* Problem details: Every line in the data below from the one containing "boom >&2; exit" down to the one containing "use reqwest::header::CONTENT_TYPE;", both included, must be retyped exactly; no other line is to appear.

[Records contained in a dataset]

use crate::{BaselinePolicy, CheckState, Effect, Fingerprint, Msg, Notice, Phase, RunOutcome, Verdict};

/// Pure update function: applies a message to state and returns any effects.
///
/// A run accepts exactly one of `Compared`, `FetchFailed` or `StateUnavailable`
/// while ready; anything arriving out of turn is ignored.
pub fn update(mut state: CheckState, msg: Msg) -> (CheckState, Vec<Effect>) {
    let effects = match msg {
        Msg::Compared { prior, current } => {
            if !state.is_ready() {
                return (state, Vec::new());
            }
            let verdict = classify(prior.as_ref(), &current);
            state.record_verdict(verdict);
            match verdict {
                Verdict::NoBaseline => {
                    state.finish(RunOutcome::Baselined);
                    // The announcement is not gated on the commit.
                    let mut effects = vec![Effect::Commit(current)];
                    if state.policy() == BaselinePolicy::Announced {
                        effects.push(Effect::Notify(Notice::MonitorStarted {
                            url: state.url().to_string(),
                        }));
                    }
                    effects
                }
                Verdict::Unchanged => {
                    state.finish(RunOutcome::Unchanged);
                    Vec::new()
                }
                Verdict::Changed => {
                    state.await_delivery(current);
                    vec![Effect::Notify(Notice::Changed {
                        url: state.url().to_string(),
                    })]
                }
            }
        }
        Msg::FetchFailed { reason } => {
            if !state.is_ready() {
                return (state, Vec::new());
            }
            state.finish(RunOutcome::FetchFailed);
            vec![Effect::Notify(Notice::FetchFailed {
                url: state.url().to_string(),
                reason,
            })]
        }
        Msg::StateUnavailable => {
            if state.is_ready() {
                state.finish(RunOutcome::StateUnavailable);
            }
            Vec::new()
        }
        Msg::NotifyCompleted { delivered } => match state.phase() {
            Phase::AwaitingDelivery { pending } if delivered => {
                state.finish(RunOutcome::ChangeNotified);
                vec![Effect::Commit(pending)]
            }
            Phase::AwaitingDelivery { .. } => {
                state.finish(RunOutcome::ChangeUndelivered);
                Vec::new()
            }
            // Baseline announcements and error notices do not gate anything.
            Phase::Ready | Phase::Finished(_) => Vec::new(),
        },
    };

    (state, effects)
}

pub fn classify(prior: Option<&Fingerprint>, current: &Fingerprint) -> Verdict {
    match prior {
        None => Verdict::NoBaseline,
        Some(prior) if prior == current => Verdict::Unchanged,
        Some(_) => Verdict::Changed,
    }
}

---

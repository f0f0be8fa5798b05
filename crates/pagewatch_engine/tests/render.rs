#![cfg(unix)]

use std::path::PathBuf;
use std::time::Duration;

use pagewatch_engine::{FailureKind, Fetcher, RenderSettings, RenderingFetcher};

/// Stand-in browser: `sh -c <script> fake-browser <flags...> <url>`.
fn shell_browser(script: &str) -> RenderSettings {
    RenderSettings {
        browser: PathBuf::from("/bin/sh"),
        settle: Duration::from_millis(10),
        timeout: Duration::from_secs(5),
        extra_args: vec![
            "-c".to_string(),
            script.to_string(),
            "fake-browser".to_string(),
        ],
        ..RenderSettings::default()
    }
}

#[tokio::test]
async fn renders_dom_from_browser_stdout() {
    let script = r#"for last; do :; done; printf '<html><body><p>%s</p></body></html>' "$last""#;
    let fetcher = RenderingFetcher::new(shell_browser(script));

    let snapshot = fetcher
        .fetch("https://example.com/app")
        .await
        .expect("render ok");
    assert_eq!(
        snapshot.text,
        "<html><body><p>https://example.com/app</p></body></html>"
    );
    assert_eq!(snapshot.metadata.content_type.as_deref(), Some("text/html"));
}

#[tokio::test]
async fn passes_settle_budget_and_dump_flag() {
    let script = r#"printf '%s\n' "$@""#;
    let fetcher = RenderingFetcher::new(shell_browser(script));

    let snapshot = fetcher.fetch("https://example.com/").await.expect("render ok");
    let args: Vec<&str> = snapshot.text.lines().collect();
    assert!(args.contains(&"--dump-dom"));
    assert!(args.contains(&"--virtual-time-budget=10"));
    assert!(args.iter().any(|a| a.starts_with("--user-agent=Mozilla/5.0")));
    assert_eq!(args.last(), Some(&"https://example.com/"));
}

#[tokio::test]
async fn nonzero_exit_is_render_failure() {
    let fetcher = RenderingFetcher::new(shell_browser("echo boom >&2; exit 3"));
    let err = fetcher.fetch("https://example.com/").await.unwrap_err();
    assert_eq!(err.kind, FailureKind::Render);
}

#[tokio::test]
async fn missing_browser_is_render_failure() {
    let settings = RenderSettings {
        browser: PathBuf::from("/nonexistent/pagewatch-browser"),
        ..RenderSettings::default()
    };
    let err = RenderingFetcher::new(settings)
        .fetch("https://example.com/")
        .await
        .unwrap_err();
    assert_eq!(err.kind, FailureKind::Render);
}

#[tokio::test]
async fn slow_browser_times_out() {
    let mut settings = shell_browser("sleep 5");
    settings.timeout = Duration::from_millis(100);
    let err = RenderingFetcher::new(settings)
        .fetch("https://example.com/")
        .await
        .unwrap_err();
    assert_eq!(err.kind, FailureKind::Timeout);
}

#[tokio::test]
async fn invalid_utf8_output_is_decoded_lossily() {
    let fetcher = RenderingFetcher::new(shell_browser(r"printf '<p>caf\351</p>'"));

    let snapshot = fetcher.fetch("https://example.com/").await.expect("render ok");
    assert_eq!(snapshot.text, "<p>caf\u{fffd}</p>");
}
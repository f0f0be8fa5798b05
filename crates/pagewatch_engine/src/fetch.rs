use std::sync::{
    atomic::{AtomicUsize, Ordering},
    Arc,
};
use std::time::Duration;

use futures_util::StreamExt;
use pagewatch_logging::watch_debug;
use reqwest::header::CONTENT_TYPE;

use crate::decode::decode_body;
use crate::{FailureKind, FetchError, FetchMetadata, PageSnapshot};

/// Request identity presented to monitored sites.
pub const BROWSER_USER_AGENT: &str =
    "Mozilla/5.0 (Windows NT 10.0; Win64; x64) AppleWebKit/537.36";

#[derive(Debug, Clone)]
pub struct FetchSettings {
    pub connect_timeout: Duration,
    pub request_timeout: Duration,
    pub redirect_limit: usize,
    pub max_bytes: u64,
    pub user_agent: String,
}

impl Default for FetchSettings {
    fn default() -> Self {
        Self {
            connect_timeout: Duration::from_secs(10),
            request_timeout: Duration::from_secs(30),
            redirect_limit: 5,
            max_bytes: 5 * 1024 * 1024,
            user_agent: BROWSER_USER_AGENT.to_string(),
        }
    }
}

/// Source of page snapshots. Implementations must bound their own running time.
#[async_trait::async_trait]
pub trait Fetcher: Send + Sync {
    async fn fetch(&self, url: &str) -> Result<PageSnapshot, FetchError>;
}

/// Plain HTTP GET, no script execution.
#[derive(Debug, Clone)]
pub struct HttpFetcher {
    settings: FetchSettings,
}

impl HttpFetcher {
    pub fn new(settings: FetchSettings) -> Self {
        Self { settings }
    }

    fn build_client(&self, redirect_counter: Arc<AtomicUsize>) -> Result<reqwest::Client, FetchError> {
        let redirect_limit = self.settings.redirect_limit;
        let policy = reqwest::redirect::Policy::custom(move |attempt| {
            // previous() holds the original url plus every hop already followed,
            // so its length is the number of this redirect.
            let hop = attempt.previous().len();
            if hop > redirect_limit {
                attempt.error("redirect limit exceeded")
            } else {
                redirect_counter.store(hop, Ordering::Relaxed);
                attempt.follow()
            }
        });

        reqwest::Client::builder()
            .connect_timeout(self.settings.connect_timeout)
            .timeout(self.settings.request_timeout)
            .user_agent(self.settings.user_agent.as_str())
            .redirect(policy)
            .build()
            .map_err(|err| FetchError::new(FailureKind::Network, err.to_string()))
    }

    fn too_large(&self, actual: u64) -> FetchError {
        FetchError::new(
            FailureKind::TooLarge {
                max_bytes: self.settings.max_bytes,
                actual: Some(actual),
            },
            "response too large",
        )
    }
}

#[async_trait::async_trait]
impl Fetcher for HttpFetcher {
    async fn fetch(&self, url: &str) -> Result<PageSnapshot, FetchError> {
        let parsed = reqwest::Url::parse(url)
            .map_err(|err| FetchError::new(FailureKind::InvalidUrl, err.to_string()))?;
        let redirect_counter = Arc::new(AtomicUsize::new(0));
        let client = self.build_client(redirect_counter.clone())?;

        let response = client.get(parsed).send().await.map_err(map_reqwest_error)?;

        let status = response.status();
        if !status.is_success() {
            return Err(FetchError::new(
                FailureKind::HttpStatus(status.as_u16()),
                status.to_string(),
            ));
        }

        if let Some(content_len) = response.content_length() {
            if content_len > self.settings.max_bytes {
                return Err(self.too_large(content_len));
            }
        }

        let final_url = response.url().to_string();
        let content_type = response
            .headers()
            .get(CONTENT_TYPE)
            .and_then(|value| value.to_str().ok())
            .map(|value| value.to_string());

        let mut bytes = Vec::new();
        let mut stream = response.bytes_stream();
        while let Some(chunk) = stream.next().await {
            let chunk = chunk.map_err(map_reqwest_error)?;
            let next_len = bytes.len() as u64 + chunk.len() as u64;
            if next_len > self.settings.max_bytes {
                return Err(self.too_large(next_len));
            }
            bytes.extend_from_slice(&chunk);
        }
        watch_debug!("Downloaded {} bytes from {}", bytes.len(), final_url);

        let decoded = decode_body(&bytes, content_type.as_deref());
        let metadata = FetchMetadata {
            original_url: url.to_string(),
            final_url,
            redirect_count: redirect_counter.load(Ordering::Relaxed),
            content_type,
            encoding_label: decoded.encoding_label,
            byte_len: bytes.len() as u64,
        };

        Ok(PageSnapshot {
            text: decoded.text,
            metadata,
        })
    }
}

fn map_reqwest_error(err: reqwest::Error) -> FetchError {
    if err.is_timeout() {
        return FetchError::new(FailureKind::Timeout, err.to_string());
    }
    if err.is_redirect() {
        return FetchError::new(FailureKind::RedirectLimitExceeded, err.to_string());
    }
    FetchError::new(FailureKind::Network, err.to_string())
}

* Result of the exercise:
    let fetcher = RenderingFetcher::new(shell_browser("echo boom >&2; exit 3"));
    let err = fetcher.fetch("https://example.com/").await.unwrap_err();
    assert_eq!(err.kind, FailureKind::Render);
}

#[tokio::test]
async fn missing_browser_is_render_failure() {
    let settings = RenderSettings {
        browser: PathBuf::from("/nonexistent/pagewatch-browser"),
        ..RenderSettings::default()
    };
    let err = RenderingFetcher::new(settings)
        .fetch("https://example.com/")
        .await
        .unwrap_err();
    assert_eq!(err.kind, FailureKind::Render);
}

#[tokio::test]
async fn slow_browser_times_out() {
    let mut settings = shell_browser("sleep 5");
    settings.timeout = Duration::from_millis(100);
    let err = RenderingFetcher::new(settings)
        .fetch("https://example.com/")
        .await
        .unwrap_err();
    assert_eq!(err.kind, FailureKind::Timeout);
}

#[tokio::test]
async fn invalid_utf8_output_is_decoded_lossily() {
    let fetcher = RenderingFetcher::new(shell_browser(r"printf '<p>caf\351</p>'"));

    let snapshot = fetcher.fetch("https://example.com/").await.expect("render ok");
    assert_eq!(snapshot.text, "<p>caf\u{fffd}</p>");
}
repository f0f0be8fa5798b05
filename crates/pagewatch_engine/src/fetch.rs
use std::sync::{
    atomic::{AtomicUsize, Ordering},
    Arc,
};
use std::time::Duration;

use futures_util::StreamExt;
use pagewatch_logging::watch_debug;
use reqwest::header::CONTENT_TYPE;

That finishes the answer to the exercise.